-- TASK OBJECTIVE --
Your answer must consist of exactly the lines below, starting with the line with "use crate::error::AppError;" and going on through the line with "impl From<SpeechError> for", and nothing else.

Stored items:
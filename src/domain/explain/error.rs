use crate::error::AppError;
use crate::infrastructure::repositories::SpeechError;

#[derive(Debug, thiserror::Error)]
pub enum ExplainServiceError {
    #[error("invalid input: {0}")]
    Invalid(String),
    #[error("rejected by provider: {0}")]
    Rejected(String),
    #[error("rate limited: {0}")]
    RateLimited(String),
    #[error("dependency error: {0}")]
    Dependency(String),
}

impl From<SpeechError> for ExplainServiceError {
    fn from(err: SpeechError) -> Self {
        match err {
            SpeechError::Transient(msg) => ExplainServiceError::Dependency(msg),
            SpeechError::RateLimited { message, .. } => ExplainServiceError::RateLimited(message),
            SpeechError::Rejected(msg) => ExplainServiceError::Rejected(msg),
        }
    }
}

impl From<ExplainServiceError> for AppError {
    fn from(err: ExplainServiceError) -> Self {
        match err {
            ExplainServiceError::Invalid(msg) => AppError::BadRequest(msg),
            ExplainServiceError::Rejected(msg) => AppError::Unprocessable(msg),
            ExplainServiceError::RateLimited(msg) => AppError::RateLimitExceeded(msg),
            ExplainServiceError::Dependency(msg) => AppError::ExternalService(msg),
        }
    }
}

-- EXERCISE ANSWER --
use crate::error::AppError;
use crate::infrastructure::repositories::SpeechError;

#[derive(Debug, thiserror::Error)]
pub enum ExplainServiceError {
    #[error("invalid input: {0}")]
    Invalid(String),
    #[error("rejected by provider: {0}")]
    Rejected(String),
    #[error("rate limited: {0}")]
    RateLimited(String),
    #[error("dependency error: {0}")]
    Dependency(String),
}

impl From<SpeechError> for ExplainServiceError {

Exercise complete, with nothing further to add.